To investigate influencing factors of the rice sgRNA:Cas9 mutagenesis efficiency, the gene targeting on 2 regions (a 20 nt region located in the first exon of BEL referred as the target-2 v.s. the target-1, Additional file 2: Figure S1) were performed using 2 codon types of Cas9 (humanized SpCas9, hSpCas9 v.s. pSpCas9). After stably transformed by Agrobacterium, target regions of transgenic plants were screened. On the target-1, only 2 mutants were identified from 96 independent lines using hSpCas9 (2.1% mutated), compared to the 15.6% mutagenesis frequency using pSpCas9 (Figure 1b). The significant different on the mutagenesis frequency at the target-1 (P < 0.01, χ2 test) might be related to the higher level of Cas9 protein accumulation in the pSpCas9 transgenic plants than in the hSpCas9 transgenic plants (Additional file 3: Figure S2), similar to previous results that were obtained by transient assays (Li et al. [2013b]). Although sgRNA expression is considered as the limiting factor for effective mutagenesis (Li et al. [2013b]), our result suggests that the accumulation of Cas9 could also increase the targeting efficiency. The mutagenesis efficiencies were further determined on the target-2. For the target-2 sgRNA-pSpCas9 construct, 94 independent transgenic lines were generated, and 2 mutants were identified (2.1% mutated). Meanwhile, transgenic plants harboring the target-2 sgRNA-hSpCas9 were generated; however, no mutant was found among all of 96 transgenic lines (Figure 1d). Theoretically, every (N)20-NGG in genome could be recognized as the target site for sgRNA:Cas9-based gene targeting; however, the mutagenesis efficiency markedly varied between the 2 targeted sites using the same pSpCas9 (P < 0.01, χ2 test). The target-2 was located in a GC-rich region (85% GC content at the target site and 71% within the 100-bp region comprising the target), whereas the GC content of the target-1 was relatively lower (65% at the target site and 60% within the 100-bp region comprising the target). In the absence of further statistical data, we speculate that the mutagenesis efficiency might be correlated with the nucleotide composition or the epigenetic state of target regions.

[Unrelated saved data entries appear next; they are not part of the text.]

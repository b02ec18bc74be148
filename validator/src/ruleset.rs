//! Chooses which Merkle [`Ruleset`] applies to a chunk based on where it
//! sits in the weave, and exposes helpers for pulling fields out of raw
//! paths.

use ar_gateway_types::consensus::{
    HASH_SIZE, MERKLE_REBASE_SUPPORT_THRESHOLD, NOTE_SIZE, STRICT_DATA_SPLIT_THRESHOLD,
};
use ar_gateway_types::U256;

use crate::merkle::{
    self, hash_all_sha256, InvalidProofError, ParsedDataPath, Ruleset, BRANCH_SIZE, LEAF_SIZE,
};

/// Arguments for a single data-path parse.
#[derive(Debug, Clone)]
pub struct DataPathRequest<'a> {
    pub data_root: [u8; HASH_SIZE],
    pub data_size: u128,
    pub data_path: &'a [u8],
    /// Byte offset within the transaction's data.
    pub offset: u128,
    /// Explicit ruleset; resolved from the weave offset when `None`.
    pub ruleset: Option<Ruleset>,
}

/// Maps absolute weave offsets to the validation ruleset in force there.
///
/// The default thresholds are the mainnet fork constants from
/// [`ar_gateway_types::consensus`]; deployments tracking another chain can
/// pin the values they observe in block headers.
#[derive(Debug, Clone, Copy)]
pub struct RulesetResolver {
    strict_data_split_threshold: u128,
    rebase_support_threshold: u128,
}

impl Default for RulesetResolver {
    fn default() -> Self {
        RulesetResolver {
            strict_data_split_threshold: STRICT_DATA_SPLIT_THRESHOLD,
            rebase_support_threshold: MERKLE_REBASE_SUPPORT_THRESHOLD,
        }
    }
}

impl RulesetResolver {
    pub fn new(strict_data_split_threshold: u128, rebase_support_threshold: u128) -> Self {
        RulesetResolver {
            strict_data_split_threshold,
            rebase_support_threshold,
        }
    }

    pub fn ruleset_for_offset(&self, weave_offset: u128) -> Ruleset {
        if weave_offset >= self.rebase_support_threshold {
            Ruleset::OffsetRebaseSupport
        } else if weave_offset >= self.strict_data_split_threshold {
            Ruleset::StrictDataSplit
        } else {
            Ruleset::Basic
        }
    }

    /// Parses a data path, resolving the ruleset from `weave_offset` unless
    /// the request pins one explicitly.
    pub fn parse_data_path(
        &self,
        weave_offset: u128,
        request: DataPathRequest<'_>,
    ) -> Result<ParsedDataPath, InvalidProofError> {
        let ruleset = request
            .ruleset
            .unwrap_or_else(|| self.ruleset_for_offset(weave_offset));
        merkle::parse_data_path(
            request.data_root,
            request.data_size,
            request.data_path,
            request.offset,
            ruleset,
        )
    }
}

/// Returns the big-endian note carried by the path's final 32 bytes.
pub fn extract_note(data_path: &[u8]) -> Result<U256, InvalidProofError> {
    if data_path.len() < NOTE_SIZE {
        return Err(InvalidProofError::MalformedLength(data_path.len()));
    }
    Ok(U256::from_be_slice(&data_path[data_path.len() - NOTE_SIZE..]))
}

/// Recomputes the root hash committed to by the path's first node. The node
/// kind is identified by length: exactly one leaf record, or at least one
/// branch record.
pub fn extract_root(data_path: &[u8]) -> Result<[u8; HASH_SIZE], InvalidProofError> {
    if data_path.len() == LEAF_SIZE {
        let (data_hash, note) = data_path.split_at(HASH_SIZE);
        Ok(hash_all_sha256(&[data_hash, note]))
    } else if data_path.len() >= BRANCH_SIZE {
        let left = &data_path[..HASH_SIZE];
        let right = &data_path[HASH_SIZE..HASH_SIZE * 2];
        let note = &data_path[HASH_SIZE * 2..BRANCH_SIZE];
        Ok(hash_all_sha256(&[left, right, note]))
    } else {
        Err(InvalidProofError::MalformedLength(data_path.len()))
    }
}

#[cfg(test)]
mod tests {
    use super::*;
    use crate::merkle::hash_sha256;

    #[test]
    fn ruleset_selection_follows_the_fork_thresholds() {
        let resolver = RulesetResolver::new(1000, 5000);
        assert_eq!(resolver.ruleset_for_offset(0), Ruleset::Basic);
        assert_eq!(resolver.ruleset_for_offset(999), Ruleset::Basic);
        assert_eq!(resolver.ruleset_for_offset(1000), Ruleset::StrictDataSplit);
        assert_eq!(resolver.ruleset_for_offset(4999), Ruleset::StrictDataSplit);
        assert_eq!(
            resolver.ruleset_for_offset(5000),
            Ruleset::OffsetRebaseSupport
        );
    }

    #[test]
    fn default_resolver_uses_mainnet_constants() {
        let resolver = RulesetResolver::default();
        assert_eq!(
            resolver.ruleset_for_offset(STRICT_DATA_SPLIT_THRESHOLD - 1),
            Ruleset::Basic
        );
        assert_eq!(
            resolver.ruleset_for_offset(MERKLE_REBASE_SUPPORT_THRESHOLD),
            Ruleset::OffsetRebaseSupport
        );
    }

    #[test]
    fn extract_note_reads_the_final_big_endian_word() {
        let mut path = vec![0u8; 64];
        path[62] = 0x01;
        path[63] = 0x02;
        assert_eq!(extract_note(&path).unwrap(), U256::from(0x0102u64));
        assert!(extract_note(&[0u8; 16]).is_err());
    }

    /// Invariant: extracting the root of a bare leaf path round-trips to the
    /// leaf hash.
    #[test]
    fn extract_root_round_trips_a_leaf() {
        let data_hash = hash_sha256(b"chunk");
        let mut note = [0u8; NOTE_SIZE];
        note[NOTE_SIZE - 8..].copy_from_slice(&262144u64.to_be_bytes());

        let mut path = Vec::new();
        path.extend_from_slice(&data_hash);
        path.extend_from_slice(&note);

        let root = extract_root(&path).unwrap();
        assert_eq!(root, hash_all_sha256(&[&data_hash, &note]));
    }

    #[test]
    fn parse_selects_ruleset_by_weave_offset() {
        // A misaligned single chunk passes under Basic (below the strict
        // threshold) and fails at an offset past it.
        let data_hash = hash_sha256(b"tail chunk");
        let data_size: u128 = 300000;
        let mut note = [0u8; NOTE_SIZE];
        note[NOTE_SIZE - 16..].copy_from_slice(&data_size.to_be_bytes());
        let root = hash_all_sha256(&[&data_hash, &note]);
        let mut path = Vec::new();
        path.extend_from_slice(&data_hash);
        path.extend_from_slice(&note);

        let resolver = RulesetResolver::new(1_000_000, u128::MAX);
        let request = DataPathRequest {
            data_root: root,
            data_size,
            data_path: &path,
            offset: 100,
            ruleset: None,
        };
        assert!(resolver.parse_data_path(0, request.clone()).is_ok());
        assert!(resolver.parse_data_path(2_000_000, request).is_err());
    }
}
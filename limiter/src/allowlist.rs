//! Client IP extraction and allow-list matching.

use std::collections::HashSet;
use std::net::IpAddr;

use eyre::{eyre, Result};
use ipnet::IpNet;

/// Maps IPv4-mapped IPv6 addresses (`::ffff:a.b.c.d`) back to plain IPv4 so
/// one list entry covers both forms.
pub fn normalize_ip(ip: IpAddr) -> IpAddr {
    match ip {
        IpAddr::V6(v6) => match v6.to_ipv4_mapped() {
            Some(v4) => IpAddr::V4(v4),
            None => ip,
        },
        v4 => v4,
    }
}

/// The addresses a request may legitimately be attributed to, most specific
/// first: the first valid `X-Forwarded-For` entry, then `X-Real-IP`, then
/// the socket peer.
pub fn client_ip_candidates(
    forwarded_for: Option<&str>,
    real_ip: Option<&str>,
    socket_peer: Option<IpAddr>,
) -> Vec<IpAddr> {
    let mut candidates = Vec::new();

    if let Some(header) = forwarded_for {
        if let Some(ip) = header
            .split(',')
            .map(str::trim)
            .find_map(|entry| entry.parse::<IpAddr>().ok())
        {
            candidates.push(normalize_ip(ip));
        }
    }
    if let Some(header) = real_ip {
        if let Ok(ip) = header.trim().parse::<IpAddr>() {
            candidates.push(normalize_ip(ip));
        }
    }
    if let Some(ip) = socket_peer {
        candidates.push(normalize_ip(ip));
    }

    candidates
}

/// Literal addresses and CIDR ranges that bypass rate limiting entirely.
#[derive(Debug, Default, Clone)]
pub struct IpAllowList {
    literals: HashSet<IpAddr>,
    networks: Vec<IpNet>,
}

impl IpAllowList {
    /// Parses a mixed list of IP literals and CIDR ranges.
    pub fn new(entries: &[String]) -> Result<Self> {
        let mut literals = HashSet::new();
        let mut networks = Vec::new();
        for entry in entries {
            let entry = entry.trim();
            if let Ok(ip) = entry.parse::<IpAddr>() {
                literals.insert(normalize_ip(ip));
            } else if let Ok(net) = entry.parse::<IpNet>() {
                networks.push(net);
            } else {
                return Err(eyre!("invalid allow list entry: {entry}"));
            }
        }
        Ok(IpAllowList { literals, networks })
    }

    pub fn is_empty(&self) -> bool {
        self.literals.is_empty() && self.networks.is_empty()
    }

    pub fn is_allowed(&self, ip: IpAddr) -> bool {
        let ip = normalize_ip(ip);
        self.literals.contains(&ip) || self.networks.iter().any(|net| net.contains(&ip))
    }

    /// True when any of the request's candidate addresses is allow-listed.
    pub fn any_allowed(&self, candidates: &[IpAddr]) -> bool {
        candidates.iter().any(|ip| self.is_allowed(*ip))
    }
}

Several reports have suggested that the first nucleotide of the target sequence should be ‘G’, if the U6 promoter was used to drive sgRNA expression (Li et al. [2013b]; Mali et al. [2013]). This limitation would largely restrict potential mutation sites in genome editing. Therefore, we tested the stringency of the nucleotide on the first position. A 20-nt sequence beginning with ‘A’ was selected and was marked as the target-3 (Additional file 2: Figure S1). The gene targeting was performed with the binary vector containing pSpCas9. Among 96 independent transgenic lines, we identified 2 mutants (Additional file 4: Figure S3), suggesting that the ‘G’ is not absolutely required on the first position of the target sequence driven by the U6 promoter.

Since the specificity of sgRNA:Cas9 system became a major concern of the application (Hsu et al. [2013]), the off-target efficiency was further investigated. After searching rice genome using the target-1 sequence, three highly identical sites were found. Their sequences had 1-base or 3-base mismatches to the target-1 sequence. All of three genomic regions were examined in the target-1 sgRNA-pSpCas9 transgenic lines. However, we did not observe any mutation at these sites by sequencing (Additional file 5: Table S1).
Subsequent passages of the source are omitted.